• Mondo
  • Giovedì 20 aprile 2023

Moltissime persone stanno fuggendo dal Sudan

Mentre per due giorni consecutivi esercito e paramilitari hanno violato la tregua su cui si erano accordati

Il fumo causato dalle esplosioni a Khartum (AP Photo/Marwan Ali)
Il fumo causato dalle esplosioni a Khartum (AP Photo/Marwan Ali)

Negli ultimi giorni migliaia di persone stanno scappando dal Sudan, dove da sabato è in corso un conflitto molto violento tra l’esercito regolare del paese e il potente gruppo paramilitare chiamato Rapid Support Forces (RSF). Negli scontri tra i due gruppi sono morti almeno 300 civili e più di 3.000 sono stati feriti, secondo diverse organizzazioni internazionali.

I combattimenti sono proseguiti nonostante i due tentativi di organizzare un cessate il fuoco. Sia la tregua annunciata per martedì che quella di mercoledì sono state violate, e in particolare nella capitale Khartum gli scontri sono continuati senza interruzioni. In questo clima di incertezza moltissime persone hanno deciso di lasciare il paese, per cercare riparo altrove. Giovedì le Rapid Support Forces hanno proposto una nuova tregua per venerdì, quando si celebrerà l’Eid al-Fitr, una delle feste più importanti della religione islamica che segna la fine del Ramadan, ma l’esercito ha fatto sapere di non avere intenzione di avviare nuovi negoziati con i paramilitari.

Le notizie che arrivano dal Sudan sono frammentarie, ed è difficile fare una stima esatta delle persone che stanno fuggendo: secondo quanto raccontato da testimoni locali a diversi giornali internazionali sarebbero “migliaia” i civili che in questi giorni stanno lasciando il paese. Sono soprattutto persone che abitano nelle zone periferiche di Khartum, dove per il momento non ci sono stati molti scontri. Stanno fuggendo a piedi, in auto o viaggiando in autobus: l’aeroporto è invece inaccessibile, dato che è uno dei luoghi al centro dei combattimenti da giorni.

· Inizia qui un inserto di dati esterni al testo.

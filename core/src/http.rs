//! HTTP transport types for the host-does-IO pattern.
//!
//! # Design
//! These types describe HTTP requests and responses as plain data. The
//! clients build `HttpRequest` values and parse `HttpResponse` values
//! without touching the network; executing the round-trip is left to the
//! caller or to an `HttpTransport` implementation.
//!
//! All fields use owned types (`String`, `Vec`) so values can be moved
//! across threads and stored without lifetime concerns.

use std::fmt;

pub(crate) const CONTENT_TYPE: &str = "content-type";
pub(crate) const APPLICATION_JSON: &str = "application/json";

/// HTTP method for a request.
#[derive(Debug, Clone, Copy, PartialEq, Eq, Hash)]
pub enum HttpMethod {
    Get,
    Post,
    Put,
    Patch,
    Delete,
}

impl HttpMethod {
    pub fn as_str(self) -> &'static str {
        match self {
            HttpMethod::Get => "GET",
            HttpMethod::Post => "POST",
            HttpMethod::Put => "PUT",
            HttpMethod::Patch => "PATCH",
            HttpMethod::Delete => "DELETE",
        }
    }
}

impl fmt::Display for HttpMethod {
    fn fmt(&self, f: &mut fmt::Formatter<'_>) -> fmt::Result {
        f.write_str(self.as_str())
    }
}

/// An HTTP request described as plain data.
///
/// `url` is absolute: route templates and relative HAL hrefs are resolved
/// against the client's base URL when the request is built.
#[derive(Debug, Clone, PartialEq, Eq)]
pub struct HttpRequest {
    pub method: HttpMethod,
    pub url: String,
    pub headers: Vec<(String, String)>,
    pub body: Option<String>,
}

impl HttpRequest {
    pub(crate) fn new(method: HttpMethod, url: String) -> Self {
        Self {
            method,
            url,
            headers: Vec::new(),
            body: None,
        }
    }

    pub(crate) fn with_json_body(mut self, body: String) -> Self {
        self.headers
            .push((CONTENT_TYPE.to_string(), APPLICATION_JSON.to_string()));
        self.body = Some(body);
        self
    }

    /// Case-insensitive header lookup.
    pub fn header(&self, name: &str) -> Option<&str> {
        find_header(&self.headers, name)
    }
}

/// An HTTP response described as plain data.
///
/// Constructed by the caller (or transport) after executing an
/// `HttpRequest`, then passed to the matching `parse_*` method.
#[derive(Debug, Clone, PartialEq, Eq)]
pub struct HttpResponse {
    pub status: u16,
    pub headers: Vec<(String, String)>,
    pub body: String,
}

impl HttpResponse {
    pub fn new(status: u16, body: impl Into<String>) -> Self {
        Self {
            status,
            headers: Vec::new(),
            body: body.into(),
        }
    }

    pub fn header(&self, name: &str) -> Option<&str> {
        find_header(&self.headers, name)
    }

    pub fn is_success(&self) -> bool {
        (200..300).contains(&self.status)
    }
}

fn find_header<'a>(headers: &'a [(String, String)], name: &str) -> Option<&'a str> {
    headers
        .iter()
        .find(|(key, _)| key.eq_ignore_ascii_case(name))
        .map(|(_, value)| value.as_str())
}

#[cfg(test)]
mod tests {
    use super::*;

    #[test]
    fn json_body_sets_content_type() {
        let req = HttpRequest::new(HttpMethod::Post, "http://h/schemas".into())
            .with_json_body("{}".into());
        assert_eq!(req.header("Content-Type"), Some("application/json"));
        assert_eq!(req.body.as_deref(), Some("{}"));
    }

    #[test]
    fn method_names() {
        assert_eq!(HttpMethod::Patch.to_string(), "PATCH");
        assert_eq!(HttpMethod::Delete.as_str(), "DELETE");
    }

    #[test]
    fn success_range() {
        assert!(HttpResponse::new(204, "").is_success());
        assert!(!HttpResponse::new(302, "").is_success());
    }
}
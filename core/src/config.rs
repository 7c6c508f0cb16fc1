//! Client configuration.
//!
//! Defaults target a locally running backend; `from_env` and
//! `load_from_file` override them for real deployments.

use std::path::Path;
use std::time::Duration;

use serde::{Deserialize, Serialize};

use crate::error::ApiError;

pub const ENV_BASE_URL: &str = "DYNRES_BASE_URL";
pub const ENV_TIMEOUT_SECS: &str = "DYNRES_TIMEOUT_SECS";
pub const ENV_CONNECT_TIMEOUT_SECS: &str = "DYNRES_CONNECT_TIMEOUT_SECS";
pub const ENV_USER_AGENT: &str = "DYNRES_USER_AGENT";

/// Settings shared by the clients and the HTTP transport.
#[derive(Debug, Clone, PartialEq, Eq, Serialize, Deserialize)]
#[serde(default, rename_all = "camelCase")]
pub struct ClientConfig {
    /// API root every route is expanded under, e.g.
    /// `https://api.example.com/v1/my-app`.
    pub base_url: String,
    pub timeout_secs: u64,
    pub connect_timeout_secs: u64,
    pub user_agent: String,
}

impl Default for ClientConfig {
    fn default() -> Self {
        Self {
            base_url: "http://localhost:3000".to_string(),
            timeout_secs: 30,
            connect_timeout_secs: 5,
            user_agent: concat!("dynres/", env!("CARGO_PKG_VERSION")).to_string(),
        }
    }
}

impl ClientConfig {
    pub fn new(base_url: impl Into<String>) -> Self {
        Self {
            base_url: base_url.into(),
            ..Self::default()
        }
    }

    /// Defaults overridden by any `DYNRES_*` variables that are set.
    pub fn from_env() -> Result<Self, ApiError> {
        Self::from_lookup(|key| std::env::var(key).ok())
    }

    pub fn load_from_file(path: impl AsRef<Path>) -> Result<Self, ApiError> {
        let path = path.as_ref();
        let content = std::fs::read_to_string(path)
            .map_err(|e| ApiError::Config(format!("{}: {e}", path.display())))?;
        let config: ClientConfig = serde_json::from_str(&content)
            .map_err(|e| ApiError::Config(format!("{}: {e}", path.display())))?;
        config.validate()?;
        Ok(config)
    }

    fn from_lookup(lookup: impl Fn(&str) -> Option<String>) -> Result<Self, ApiError> {
        let mut config = Self::default();
        if let Some(base_url) = lookup(ENV_BASE_URL) {
            config.base_url = base_url;
        }
        if let Some(value) = lookup(ENV_TIMEOUT_SECS) {
            config.timeout_secs = parse_secs(ENV_TIMEOUT_SECS, &value)?;
        }
        if let Some(value) = lookup(ENV_CONNECT_TIMEOUT_SECS) {
            config.connect_timeout_secs = parse_secs(ENV_CONNECT_TIMEOUT_SECS, &value)?;
        }
        if let Some(user_agent) = lookup(ENV_USER_AGENT) {
            config.user_agent = user_agent;
        }
        config.validate()?;
        Ok(config)
    }

    pub fn validate(&self) -> Result<(), ApiError> {
        if !(self.base_url.starts_with("http://") || self.base_url.starts_with("https://")) {
            return Err(ApiError::Config(format!(
                "base URL must be http(s): `{}`",
                self.base_url
            )));
        }
        if self.timeout_secs == 0 {
            return Err(ApiError::Config("timeout must be positive".to_string()));
        }
        Ok(())
    }

    pub fn timeout(&self) -> Duration {
        Duration::from_secs(self.timeout_secs)
    }

    pub fn connect_timeout(&self) -> Duration {
        Duration::from_secs(self.connect_timeout_secs)
    }
}

fn parse_secs(key: &str, value: &str) -> Result<u64, ApiError> {
    value
        .trim()
        .parse()
        .map_err(|_| ApiError::Config(format!("{key} must be a whole number of seconds, got `{value}`")))
}

#[cfg(test)]
mod tests {
    use super::*;
    use std::collections::HashMap;

    fn lookup(vars: &[(&str, &str)]) -> impl Fn(&str) -> Option<String> {
        let vars: HashMap<String, String> = vars
            .iter()
            .map(|(k, v)| (k.to_string(), v.to_string()))
            .collect();
        move |key| vars.get(key).cloned()
    }

    #[test]
    fn defaults_are_valid() {
        let config = ClientConfig::default();
        assert!(config.validate().is_ok());
        assert_eq!(config.timeout(), Duration::from_secs(30));
        assert!(config.user_agent.starts_with("dynres/"));
    }

    #[test]
    fn env_overrides() {
        let config = ClientConfig::from_lookup(lookup(&[
            (ENV_BASE_URL, "https://api.example.com/v1/app"),
            (ENV_TIMEOUT_SECS, "12"),
        ]))
        .unwrap();
        assert_eq!(config.base_url, "https://api.example.com/v1/app");
        assert_eq!(config.timeout_secs, 12);
        assert_eq!(config.connect_timeout_secs, 5);
    }

    #[test]
    fn bad_timeout_is_config_error() {
        let err = ClientConfig::from_lookup(lookup(&[(ENV_TIMEOUT_SECS, "soon")])).unwrap_err();
        assert!(matches!(err, ApiError::Config(_)));
    }

    #[test]
    fn non_http_base_url_rejected() {
        let err = ClientConfig::new("ftp://example.com").validate().unwrap_err();
        assert!(matches!(err, ApiError::Config(_)));
    }

    #[test]
    fn partial_json_uses_defaults() {
        let config: ClientConfig =
            serde_json::from_str(r#"{"baseUrl":"https://api.example.com"}"#).unwrap();
        assert_eq!(config.timeout_secs, 30);
    }

    #[test]
    fn missing_file_is_config_error() {
        let err = ClientConfig::load_from_file("/nonexistent/dynres.json").unwrap_err();
        assert!(matches!(err, ApiError::Config(_)));
    }
}
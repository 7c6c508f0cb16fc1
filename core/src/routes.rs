//! Route templates for the dynamic resource and dynamic schema endpoints.
//!
//! Routes are parsed once when a client is constructed and are immutable
//! afterwards. Mutations of existing entities (update, patch, remove) have
//! no route here: their target comes from the entity's HAL links.

use crate::uri_template::UriTemplate;

/// Parse a route template shipped with this crate.
///
/// The templates below are constants covered by `built_in_routes_parse`, so
/// a failure here is a programming error rather than a runtime condition.
fn route(template: &'static str) -> UriTemplate {
    UriTemplate::parse(template)
        .unwrap_or_else(|err| panic!("built-in route `{template}` is invalid: {err}"))
}

/// ACL routes nested under a single entity.
#[derive(Debug, Clone, PartialEq, Eq)]
pub struct PermissionRoutes {
    pub get: UriTemplate,
    pub update: UriTemplate,
    pub delete_by_user: UriTemplate,
    pub delete_by_role: UriTemplate,
}

/// Routes for dynamic resource instances.
#[derive(Debug, Clone, PartialEq, Eq)]
pub struct ResourceRoutes {
    pub find: UriTemplate,
    pub get: UriTemplate,
    pub create: UriTemplate,
    pub permissions: PermissionRoutes,
}

impl ResourceRoutes {
    pub fn new() -> Self {
        Self {
            find: route("resources/{schemaName}/{?searchQuery,page,rpp,sort,embed,fields}"),
            get: route("resources/{schemaName}/{id}/{?embed,fields}"),
            create: route("resources/{schemaName}"),
            permissions: PermissionRoutes {
                get: route("resources/{schemaName}/{id}/permissions/{?fields}"),
                update: route("resources/{schemaName}/{id}/permissions/{?fields}"),
                delete_by_user: route(
                    "resources/{schemaName}/{id}/permissions/actions/{accessAction}/users/{user}/",
                ),
                delete_by_role: route(
                    "resources/{schemaName}/{id}/permissions/actions/{accessAction}/roles/{role}/",
                ),
            },
        }
    }
}

impl Default for ResourceRoutes {
    fn default() -> Self {
        Self::new()
    }
}

/// Routes for dynamic resource schemas. Schema ACL lives under `/acl`.
#[derive(Debug, Clone, PartialEq, Eq)]
pub struct SchemaRoutes {
    pub find: UriTemplate,
    pub get: UriTemplate,
    pub create: UriTemplate,
    pub generate: UriTemplate,
    pub permissions: PermissionRoutes,
}

impl SchemaRoutes {
    pub fn new() -> Self {
        Self {
            find: route("schemas/{?searchQuery,page,rpp,sort,embed,fields}"),
            get: route("schemas/{name}/{?embed,fields}"),
            create: route("schemas"),
            generate: route("schemas/generate"),
            permissions: PermissionRoutes {
                get: route("schemas/{name}/acl/{?fields}"),
                update: route("schemas/{name}/acl/{?fields}"),
                delete_by_user: route("schemas/{name}/acl/actions/{accessAction}/users/{user}/"),
                delete_by_role: route("schemas/{name}/acl/actions/{accessAction}/roles/{role}/"),
            },
        }
    }
}

impl Default for SchemaRoutes {
    fn default() -> Self {
        Self::new()
    }
}

#[cfg(test)]
mod tests {
    use super::*;
    use crate::uri_template::TemplateParams;

    #[test]
    fn built_in_routes_parse() {
        let resources = ResourceRoutes::new();
        let schemas = SchemaRoutes::new();
        assert_eq!(resources.find.variables()[0], "schemaName");
        assert_eq!(schemas.get.variables(), vec!["name", "embed", "fields"]);
    }

    #[test]
    fn delete_by_user_route() {
        let params = TemplateParams::new()
            .with("schemaName", "cars")
            .with("id", "42")
            .with("accessAction", "Read")
            .with("user", "jdoe");
        assert_eq!(
            ResourceRoutes::new()
                .permissions
                .delete_by_user
                .try_expand(&params)
                .unwrap(),
            "resources/cars/42/permissions/actions/Read/users/jdoe/"
        );
    }

    #[test]
    fn schema_acl_route() {
        let params = TemplateParams::new().with("name", "cars").with("fields", "user");
        assert_eq!(
            SchemaRoutes::new().permissions.get.try_expand(&params).unwrap(),
            "schemas/cars/acl/?fields=user"
        );
    }

    #[test]
    fn create_routes_have_no_query() {
        let params = TemplateParams::new().with("schemaName", "cars");
        assert_eq!(ResourceRoutes::new().create.try_expand(&params).unwrap(), "resources/cars");
        assert_eq!(
            SchemaRoutes::new().generate.try_expand(&TemplateParams::new()).unwrap(),
            "schemas/generate"
        );
    }
}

– Leggi anche: I due militari al centro della crisi in Sudan

In tutto il paese la situazione è molto critica, ma è a Khartum che ci sono i problemi maggiori. Molti civili non possono lasciare la città per via dei combattimenti e sono bloccati nelle proprie case: ci sono state anche interruzioni alle forniture di energia elettrica e di acqua, e iniziano a scarseggiare i viveri. Medici locali e rappresentanti della Mezzaluna Rossa, l’equivalente della Croce Rossa per i paesi islamici, hanno raccontato che molti ospedali sono stati gravemente danneggiati negli scontri, e che mancano medicine e personale per curare tutte le persone che in questi giorni hanno bisogno di assistenza.

Non ci sono al momento piani per organizzare un’evacuazione di civili da parte di governi di altri paesi. Nei giorni scorsi si era parlato con insistenza di un possibile piano di evacuazione dei diplomatici statunitensi ma per il momento questa ipotesi è stata smentita dal dipartimento di Stato degli Stati Uniti.

Si era parlato anche di una missione da parte della Germania che sarebbe stata cancellata mercoledì poco dopo il decollo di tre aerei destinati ad andare in Sudan per evacuare i cittadini tedeschi, ma non ci sono state conferme del governo al riguardo. Il governo giapponese ha invece detto di voler inviare un aereo militare per evacuare circa 60 cittadini giapponesi, ma non sono stati comunicati i dettagli dell’operazione.

– Leggi anche: Che cos’è il Sudan

Al centro dei combattimenti ci sono l’esercito regolare del Sudan, comandato dal presidente del paese, il generale Abdel Fattah al Burhan, e il potente gruppo paramilitare RSF, che di fatto è un esercito parallelo (conta tra i 70 e i 100 mila membri) ed è comandato dal vicepresidente del paese, il generale Mohamed Hamdan Dagalo, noto anche come Hemedti.

I due sono formalmente alleati all’interno della giunta militare che governa il paese, ma Dagalo ha sempre mantenuto una grossa autonomia, e le Rapid Support Forces sono rimaste un gruppo separato dall’esercito, sotto il suo diretto controllo. L’alleanza tra i due è cominciata a diventare sempre più precaria negli ultimi mesi, dopo che nel dicembre del 2022 il governo di Burhan aveva acconsentito a un accordo per restituire il potere a un’amministrazione civile.

L’accordo prevedeva lo scioglimento delle Rapid Support Forces, tra le altre cose. Dagalo si era però opposto da subito, temendo di perdere il suo potere, e da allora lui e Burhan avevano cominciato a scambiarsi accuse durissime, facendo capire di essere pronti allo scontro armato, che si è infine verificato sabato.